The 1% Better Approach to B2B Marketing
- Auntia King
- Sep 23
- 3 min read
Updated: Oct 7

Why Big Wins Aren’t the Whole Story
Most marketing teams want a breakthrough campaign. A launch that drives huge engagement, fills the pipeline, and proves the team’s value to leadership. Those moments are exciting, but they’re also rare. More often, the campaigns that look like overnight successes are really the result of small, steady changes that built momentum behind the scenes.
The reality in B2B is that big wins are hard to sustain. Long sales cycles, large buying committees, and constant budget pressure make it tough for one-off campaigns to carry the weight. The companies that grow consistently are the ones that focus on small, disciplined improvements.
The 37X Philosophy
At 37X Digital, our name reflects this mindset. We believe in getting 1% better every day. That doesn’t sound flashy, but it changes everything. If you improve campaign targeting by 1% this week, tweak automation by 1% the next, and refine creative by 1% after that, the effect multiplies.
It’s simple math. Consistency compounds. Over time, those 1% changes don’t just stack up — they transform how marketing performs. Instead of running in place on the growth hamster wheel, teams start building systems that drive reliable results.
Why It Works in B2B
This approach fits the realities of B2B marketing:
Sales cycles are long. Small adjustments today influence pipeline health for months.
Committees are complex. Refining segmentation or messaging by small degrees helps address multiple decision-makers.
Budgets are under review. Incremental improvements prove ROI without requiring massive new spend.
Marketing leaders often feel pressure to swing big, but the truth is that boards and executives care about predictability just as much as scale. A system that gets 1% better daily is easier to trust than a strategy built on irregular breakthroughs.
What “1% Better” Looks Like in Practice
Improving by 1% every day doesn’t mean adding more work. It means focusing energy on small, high-impact areas:
Targeting: Tighten segments so ad spend reaches the right people instead of a broad audience.
Messaging: Test a single subject line variation in an email sequence.
Workflows: Automate one task that frees up team time.

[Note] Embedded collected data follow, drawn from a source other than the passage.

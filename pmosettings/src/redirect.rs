//! Adresse publique du serveur
//!
//! Deux modes de redirection :
//!
//! - `Normal` : sous-domaine de `pmomusic.org` (`http://<nom>.pmomusic.org`)
//! - `Custom` : URL fournie par l'administrateur
//!
//! [`rewrite_remote_url`] transforme une URL locale (vue depuis le réseau
//! local) en URL joignable de l'extérieur.

use crate::error::Result;
use serde::{Deserialize, Serialize};
use std::{fmt, str::FromStr};
use url::Url;

/// Domaine des sous-domaines de redirection
pub const REDIRECT_DOMAIN: &str = "pmomusic.org";

/// URL personnalisée par défaut (sans hôte)
pub const DEFAULT_CUSTOM_URL: &str = "http://";

#[derive(Debug, Clone, Copy, PartialEq, Eq, Default, Serialize, Deserialize)]
#[serde(rename_all = "UPPERCASE")]
pub enum UrlRedirectType {
    #[default]
    Normal,
    Custom,
}

impl UrlRedirectType {
    pub fn as_str(&self) -> &'static str {
        match self {
            Self::Normal => "NORMAL",
            Self::Custom => "CUSTOM",
        }
    }
}

impl fmt::Display for UrlRedirectType {
    fn fmt(&self, f: &mut fmt::Formatter<'_>) -> fmt::Result {
        f.write_str(self.as_str())
    }
}

impl FromStr for UrlRedirectType {
    type Err = String;

    fn from_str(s: &str) -> std::result::Result<Self, Self::Err> {
        match s.trim().to_ascii_uppercase().as_str() {
            "NORMAL" => Ok(Self::Normal),
            "CUSTOM" => Ok(Self::Custom),
            other => Err(format!("unknown redirect type '{}'", other)),
        }
    }
}

/// Paramètres de redirection, lus en une fois
#[derive(Debug, Clone, PartialEq, Eq)]
pub struct RedirectionConfig {
    pub enabled: bool,
    pub mode: UrlRedirectType,
    /// Nom du sous-domaine en mode `Normal`
    pub subdomain: String,
    pub custom_url: Option<String>,
    /// Chemin de contexte web, sans `/`
    pub context_path: String,
}

/// URL de base publique
///
/// En mode `Custom`, une URL vide vaut [`DEFAULT_CUSTOM_URL`]. L'adresse
/// locale n'entre jamais dans le résultat.
pub fn resolve(config: &RedirectionConfig) -> String {
    match config.mode {
        UrlRedirectType::Normal => format!("http://{}.{}", config.subdomain, REDIRECT_DOMAIN),
        UrlRedirectType::Custom => {
            let custom = config
                .custom_url
                .as_deref()
                .map(str::trim)
                .filter(|url| !url.is_empty())
                .unwrap_or(DEFAULT_CUSTOM_URL);
            strip_trailing_slash(custom).to_string()
        }
    }
}

// Ne retire jamais les `/` du séparateur `scheme://`
fn strip_trailing_slash(url: &str) -> &str {
    if url.ends_with("://") {
        url
    } else {
        url.strip_suffix('/').unwrap_or(url)
    }
}

/// Réécrit une URL locale pour un accès distant
///
/// Redirection désactivée : l'URL est rendue telle quelle. Sinon le schéma,
/// l'hôte et le port viennent de [`resolve`] ; en mode `Normal` le chemin de
/// contexte est retiré, en mode `Custom` le chemin de l'URL personnalisée
/// est préfixé. La requête et le fragment sont conservés. Une URL
/// personnalisée sans hôte (`http://`) donne une erreur.
pub fn rewrite_remote_url(local_url: &str, config: &RedirectionConfig) -> Result<String> {
    if !config.enabled {
        return Ok(local_url.to_string());
    }

    let local = Url::parse(local_url)?;
    let mut remote = Url::parse(&resolve(config))?;

    let path = match config.mode {
        UrlRedirectType::Normal => strip_context_path(local.path(), &config.context_path),
        UrlRedirectType::Custom => {
            format!("{}{}", remote.path().trim_end_matches('/'), local.path())
        }
    };

    remote.set_path(&path);
    remote.set_query(local.query());
    remote.set_fragment(local.fragment());
    Ok(remote.into())
}

fn strip_context_path(path: &str, context_path: &str) -> String {
    let context = context_path.trim_matches('/');
    if context.is_empty() {
        return path.to_string();
    }
    let prefix = format!("/{}", context);
    match path.strip_prefix(&prefix) {
        Some(rest) if rest.is_empty() || rest.starts_with('/') => rest.to_string(),
        _ => path.to_string(),
    }
}
//! Encode ou décode à la main les mots de passe LDAP/SMTP de
//! `pmomusic.properties`. Lancer sans argument pour l'aide.

use anyhow::{bail, Context, Result};
use pmosettings::{
    schema::{Codec, SCHEMA},
    secret::{decode_secret, encode_secret, read_secret},
};

const USAGE: &str = "usage: encode_secret encode <secret> | decode <hex> | check

The hex form only keeps secrets out of casual sight. It is not encryption.";

enum Command {
    Encode(String),
    Decode(String),
    Check,
}

fn parse_args(mut args: impl Iterator<Item = String>) -> Result<Command> {
    let command = args.next().context("missing command")?;
    match command.as_str() {
        "encode" => Ok(Command::Encode(args.next().context("missing secret")?)),
        "decode" => Ok(Command::Decode(args.next().context("missing hex value")?)),
        "check" => Ok(Command::Check),
        other => bail!("unknown command '{}'", other),
    }
}

fn main() -> Result<()> {
    tracing_subscriber::fmt::init();

    let command = match parse_args(std::env::args().skip(1)) {
        Ok(command) => command,
        Err(e) => {
            eprintln!("{}\n\n{}", e, USAGE);
            std::process::exit(2);
        }
    };

    match command {
        Command::Encode(secret) => {
            let encoded = encode_secret(&secret);
            // Une ligne prête à coller pour chaque clé protégée
            for def in SCHEMA.iter().filter(|def| def.codec == Codec::Hex) {
                println!("{}={}", def.key, encoded);
            }
        }
        Command::Decode(hex) => {
            let secret = decode_secret(&hex).with_context(|| format!("cannot decode '{}'", hex))?;
            println!("{}", secret);
        }
        Command::Check => check()?,
    }
    Ok(())
}

/// Vérifie l'aller-retour sur quelques valeurs, et le repli sur la valeur brute
fn check() -> Result<()> {
    for secret in ["simple", "Complex_P@ssw0rd!", "mot de passe accentué: é à ç", ""] {
        let encoded = encode_secret(secret);
        let decoded = decode_secret(&encoded)?;
        if decoded != secret {
            bail!("round trip failed for {:?}: got {:?}", secret, decoded);
        }
        println!("ok  {:?} -> {}", secret, encoded);
    }

    let raw = read_secret("SmtpPassword", "not-hex");
    if raw != "not-hex" {
        bail!("hand-edited value was not kept: {:?}", raw);
    }
    println!("ok  hand-edited value kept as is");
    Ok(())
}
//! Accès typé aux propriétés brutes
//!
//! [`TypedSettings`] lit et écrit les valeurs d'un [`PropertyStore`] à travers
//! leur [`SettingDef`] : conversion de type, valeur par défaut, codec.
//! Une valeur absente prend sa valeur par défaut ; une valeur illisible
//! aussi, avec un avertissement dans les logs.

use crate::schema::{Codec, DefaultValue, SettingDef, SettingType};
use crate::secret::{encode_secret, read_secret};
use crate::store::PropertyStore;
use std::{fmt::Display, str::FromStr, sync::Arc};
use tracing::warn;

/// Lecture/écriture typée des paramètres
#[derive(Clone)]
pub struct TypedSettings {
    store: Arc<dyn PropertyStore>,
}

impl TypedSettings {
    pub fn new(store: Arc<dyn PropertyStore>) -> Self {
        Self { store }
    }

    pub fn store(&self) -> &Arc<dyn PropertyStore> {
        &self.store
    }

    fn parse_or<T>(&self, def: &SettingDef, default: T) -> T
    where
        T: FromStr,
        T::Err: Display,
    {
        match self.store.get(def.key) {
            None => default,
            Some(raw) => match raw.trim().parse::<T>() {
                Ok(v) => v,
                Err(e) => {
                    warn!(key = def.key, value = %raw, error = %e, "Unparsable setting, using default");
                    default
                }
            },
        }
    }

    pub fn get_int(&self, def: &SettingDef) -> i32 {
        debug_assert_eq!(def.setting_type(), SettingType::Int, "{}", def.key);
        let default = match def.default {
            DefaultValue::Int(v) => v,
            _ => 0,
        };
        self.parse_or(def, default)
    }

    pub fn get_long(&self, def: &SettingDef) -> i64 {
        debug_assert_eq!(def.setting_type(), SettingType::Long, "{}", def.key);
        let default = match def.default {
            DefaultValue::Long(v) => v,
            _ => 0,
        };
        self.parse_or(def, default)
    }

    /// Entier long sans valeur par défaut
    pub fn get_optional_long(&self, def: &SettingDef) -> Option<i64> {
        debug_assert_eq!(def.setting_type(), SettingType::Long, "{}", def.key);
        let raw = self.store.get(def.key)?;
        match raw.trim().parse::<i64>() {
            Ok(v) => Some(v),
            Err(e) => {
                warn!(key = def.key, value = %raw, error = %e, "Unparsable setting, ignoring it");
                None
            }
        }
    }

    pub fn get_bool(&self, def: &SettingDef) -> bool {
        debug_assert_eq!(def.setting_type(), SettingType::Bool, "{}", def.key);
        let default = match def.default {
            DefaultValue::Bool(v) => v,
            _ => false,
        };
        match self.store.get(def.key) {
            None => default,
            Some(raw) => parse_bool(&raw).unwrap_or_else(|| {
                warn!(key = def.key, value = %raw, "Unparsable boolean setting, using default");
                default
            }),
        }
    }

    /// Chaîne, décodée si le paramètre est un secret
    pub fn get_string(&self, def: &SettingDef) -> Option<String> {
        debug_assert_eq!(def.setting_type(), SettingType::Str, "{}", def.key);
        match self.store.get(def.key) {
            Some(raw) => match def.codec {
                Codec::Plain => Some(raw),
                Codec::Hex => Some(read_secret(def.key, &raw)),
            },
            None => def.default_text(),
        }
    }

    /// Chaîne débarrassée des blancs, `None` si elle est vide
    pub fn get_trimmed_string(&self, def: &SettingDef) -> Option<String> {
        self.get_string(def)
            .map(|s| s.trim().to_string())
            .filter(|s| !s.is_empty())
    }

    pub fn set_int(&self, def: &SettingDef, value: i32) {
        self.store.set(def.key, value.to_string());
    }

    pub fn set_long(&self, def: &SettingDef, value: i64) {
        self.store.set(def.key, value.to_string());
    }

    /// `None` supprime la clé
    pub fn set_optional_long(&self, def: &SettingDef, value: Option<i64>) {
        match value {
            Some(v) => self.set_long(def, v),
            None => self.clear(def),
        }
    }

    pub fn set_bool(&self, def: &SettingDef, value: bool) {
        self.store.set(def.key, value.to_string());
    }

    /// Écrit une chaîne, encodée si le paramètre est un secret.
    /// `None` supprime la clé : la lecture suivante rendra la valeur par défaut.
    pub fn set_string(&self, def: &SettingDef, value: Option<&str>) {
        match value {
            None => self.clear(def),
            Some(v) => {
                let stored = match def.codec {
                    Codec::Plain => v.to_string(),
                    Codec::Hex => encode_secret(v),
                };
                self.store.set(def.key, stored);
            }
        }
    }

    pub fn clear(&self, def: &SettingDef) {
        self.store.clear(def.key);
    }
}

/// Booléen textuel, insensible à la casse
pub fn parse_bool(text: &str) -> Option<bool> {
    match text.trim().to_ascii_lowercase().as_str() {
        "true" | "yes" | "on" => Some(true),
        "false" | "no" | "off" => Some(false),
        _ => None,
    }
}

Reporting: Add one key metric to a dashboard that gives leadership better visibility.
Individually, these changes may not feel dramatic. But over weeks, they shift how the marketing engine performs. The benefit is that progress feels achievable — and sustainable.
Before and After the 1% Mindset
Teams that come to 37X often describe feeling stuck. They’re running campaigns, spending budget, and generating activity, but they aren’t confident in the outcomes. The work feels reactive.
Once the 1% mindset takes hold, marketing looks different:
Campaigns start building on each other instead of running in isolation.
Leaders get reporting they trust because it improves steadily.
Teams feel less pressure to “bet the budget” on a single idea.
It’s not about chasing perfection. It’s about building a system where progress becomes routine.
The Bigger Picture
This first blog sets the stage for what’s next. Over the coming weeks, we’ll share how this 1% better philosophy applies in areas where B2B marketers feel the most pressure:
Targeting smarter with segmentation and AI
Integrating data through CRMs to stop losing insights
Personalizing campaigns with AI in ways that scale
Proving ROI in a tough economy
Using local context to make campaigns resonate in competitive markets like Atlanta
Each of these areas offers small but powerful opportunities to improve. And when those improvements stack together, they create marketing systems that are easier to manage, easier to measure, and more effective at driving revenue.
Final Thought
The best growth strategies aren’t built on hype. They’re built on progress. At 37X, we’ve seen again and again that when marketing teams adopt a 1% better mindset, results stop feeling like a gamble and start feeling like a system.
Big wins are great when they happen, but steady gains are what make them possible.